Manson may have learned of the underground world from the story of Tom Wilson, a Cahroc Indian who was a Death Valley guide in the 1920s. Wilson said that when he was a boy, his grandfather told him that he had found a tunnel that extended for miles beneath the valley. Walking its length, the man ended up in an underground chamber where a race of fair-skinned people dwelt.
Welcomed by these subterranean humanoids, Wilson's grandfather lived with them for a while. The people spoke a strange foreign language, wore clothes made of a leather-like substance, and illuminated their home with a pale greenish-yellow light of unknown origin.

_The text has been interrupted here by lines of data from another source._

use std::cell::OnceCell;
use std::rc::Rc;

use anyhow::Result;
use futures::future::LocalBoxFuture;
use futures::FutureExt;
use glam::Vec3;
use log::{debug, warn};
use serde::{Deserialize, Serialize};

use super::SceneProvider;
use crate::scene::{world_bounds, Geometry, Material, Node, NodeRef, SceneObject};
use crate::texture::{radial_floor_texture, Texture};

/// Edge length of the square ground plane
pub const GROUND_PLANE_SIZE: f32 = 20.0;

#[derive(Debug, Clone, Copy, PartialEq, Serialize, Deserialize)]
#[serde(default)]
pub struct ShadowPlaneParameters {
    /// Physically shaded plane with a soft radial edge instead of a pure shadow catcher
    pub use_physical_material: bool,
    pub floor_texture_size: u32,
}

impl Default for ShadowPlaneParameters {
    fn default() -> Self {
        Self {
            use_physical_material: true,
            floor_texture_size: 1024,
        }
    }
}

/// Groups the inner batch, fits it onto the ground and adds a ground plane
pub struct ShadowPlaneProvider {
    inner: Box<dyn SceneProvider>,
    parameters: ShadowPlaneParameters,
    floor_texture: OnceCell<Rc<Texture>>,
}

impl ShadowPlaneProvider {
    pub fn new(inner: impl SceneProvider + 'static, parameters: ShadowPlaneParameters) -> Self {
        Self {
            inner: Box::new(inner),
            parameters,
            floor_texture: OnceCell::new(),
        }
    }

    fn new_ground_plane(&self) -> NodeRef {
        let material = if self.parameters.use_physical_material {
            let map = self
                .floor_texture
                .get_or_init(|| Rc::new(radial_floor_texture(self.parameters.floor_texture_size, 0.0)))
                .clone();
            Material {
                metalness: 0.0,
                roughness: 0.2,
                reflectivity: 0.8,
                transparent: true,
                ..Material::physical(Vec3::ONE)
            }
            .with_map(map)
        } else {
            Material::shadow_catcher()
        };

        let geometry = Geometry::ground_plane(GROUND_PLANE_SIZE, GROUND_PLANE_SIZE);
        let mut plane = Node::mesh(Rc::new(geometry), Rc::new(material)).with_name("ground plane");
        plane.receive_shadow = true;
        plane.into_ref()
    }
}

impl SceneProvider for ShadowPlaneProvider {
    fn create(&self) -> LocalBoxFuture<'_, Result<SceneObject>> {
        async move {
            let base = self.inner.create().await?;

            let group = Node::group().with_name("ground fit group").into_ref();
            for object in base.objects {
                group.borrow_mut().add_child(object);
            }
            ground_fit(&group);

            Ok(SceneObject {
                objects: vec![group, self.new_ground_plane()],
                animations: base.animations,
            })
        }
        .boxed_local()
    }
}

/// Scales `node` so its bounding diagonal is of order one, centres it on the
/// X/Z origin and rests its lowest point on y = 0.
///
/// Returns the applied scale, or `None` when the bounds are empty or degenerate
/// and the node was left untouched. `node` is expected to be a root.
pub fn ground_fit(node: &NodeRef) -> Option<f32> {
    let bounds = world_bounds(node);
    let diagonal = bounds.diagonal();
    if bounds.is_empty() || !diagonal.is_finite() || diagonal <= f32::EPSILON {
        warn!("Skipping ground fit: degenerate bounds (diagonal {diagonal})");
        return None;
    }

    let scale = 10f32.powi(-(diagonal.log10().floor() as i32));
    let anchor = Vec3::new(bounds.center().x, bounds.min.y, bounds.center().z);

    let mut node = node.borrow_mut();
    node.scale *= scale;
    node.position = node.position * scale - anchor * scale;
    debug!("Ground fit: diagonal {diagonal:.3}, scale {scale}");
    Some(scale)
}

#[cfg(test)]
mod tests {
    use super::*;
    use crate::scenes::CubeSceneProvider;

    fn box_node(size: f32, position: Vec3) -> NodeRef {
        Node::mesh(
            Rc::new(Geometry::cuboid(size, size, size, None)),
            Rc::new(Material::standard(Vec3::ONE)),
        )
        .with_position(position)
        .into_ref()
    }

    fn grouped(child: NodeRef) -> NodeRef {
        let group = Node::group().into_ref();
        group.borrow_mut().add_child(child);
        group
    }

    #[test]
    fn diagonal_between_one_and_ten_keeps_scale() {
        let group = grouped(box_node(2.0, Vec3::new(3.0, 5.0, -1.0)));
        assert_eq!(ground_fit(&group), Some(1.0));

        let bounds = world_bounds(&group);
        assert!(bounds.min.y.abs() < 1e-5);
        assert!(bounds.center().x.abs() < 1e-5);
        assert!(bounds.center().z.abs() < 1e-5);
    }

    #[test]
    fn large_content_is_scaled_down_by_powers_of_ten() {
        let group = grouped(box_node(200.0, Vec3::new(0.0, -40.0, 0.0)));
        let scale = ground_fit(&group).unwrap();
        assert!((scale - 0.01).abs() < 1e-6);

        let bounds = world_bounds(&group);
        assert!(bounds.diagonal() >= 1.0 && bounds.diagonal() < 10.0);
        assert!(bounds.min.y.abs() < 1e-4);
    }

    #[test]
    fn small_content_is_scaled_up() {
        let group = grouped(box_node(0.05, Vec3::ZERO));
        let scale = ground_fit(&group).unwrap();
        assert!((scale - 100.0).abs() < 1e-3);
    }

    #[test]
    fn fitting_twice_is_stable() {
        let group = grouped(box_node(37.0, Vec3::new(10.0, 10.0, 10.0)));
        ground_fit(&group);
        assert_eq!(ground_fit(&group), Some(1.0));
    }

    #[test]
    fn empty_group_is_left_untouched() {
        let group = Node::group().into_ref();
        assert_eq!(ground_fit(&group), None);
        assert_eq!(group.borrow().scale, Vec3::ONE);
        assert_eq!(group.borrow().position, Vec3::ZERO);
    }

    #[test]
    fn flat_point_content_is_degenerate() {
        let point = Node::mesh(
            Rc::new(Geometry::new(crate::scene::Topology::Triangles, vec![Vec3::ONE; 3])),
            Rc::new(Material::standard(Vec3::ONE)),
        )
        .into_ref();
        assert_eq!(ground_fit(&grouped(point)), None);
    }

    #[test]
    fn provider_returns_group_and_ground_plane() {
        let provider = ShadowPlaneProvider::new(
            CubeSceneProvider::new(),
            ShadowPlaneParameters {
                use_physical_material: false,
                ..Default::default()
            },
        );
        let scene = pollster::block_on(provider.create()).unwrap();
        assert_eq!(scene.objects.len(), 2);

        let plane = scene.objects[1].borrow();
        assert!(plane.receive_shadow);
        let mesh = plane.as_mesh().unwrap();
        assert_eq!(mesh.material.shading, crate::scene::Shading::ShadowCatcher);
    }

    #[test]
    fn physical_plane_reuses_floor_texture() {
        let provider = ShadowPlaneProvider::new(
            CubeSceneProvider::new(),
            ShadowPlaneParameters {
                use_physical_material: true,
                floor_texture_size: 16,
            },
        );
        let first = pollster::block_on(provider.create()).unwrap();
        let second = pollster::block_on(provider.create()).unwrap();

        let map_of = |scene: &SceneObject| {
            scene.objects[1].borrow().as_mesh().unwrap().material.map.clone().unwrap()
        };
        assert!(Rc::ptr_eq(&map_of(&first), &map_of(&second)));
        assert_eq!(map_of(&first).width, 16);
    }
}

The Indian eventually resurfaced and returned to his people, who were understandably skeptical about his adventure. But Tom Wilson believed that the old man hadn't lied, and he spent the rest of his life searching for the entry to this underground world, convinced until his death in 1968 that it actually existed somewhere underneath Death Valley.
At one point Wilson teamed up with a prospector named White, who claimed that he too had found strange underground dwellings in Death Valley. White had been exploring an abandoned mine in Wingate Pass when he fell into a hidden tunnel that led to a series of rooms.
The rooms were filled with leather-clad human mummies. Gold bars and other fabulous treasures were stacked in piles around them. There was a passageway leading beyond the rooms as well, lit by an eerie greenish-yellow light. But White dared not explore any further, fearful of what might lie beyond.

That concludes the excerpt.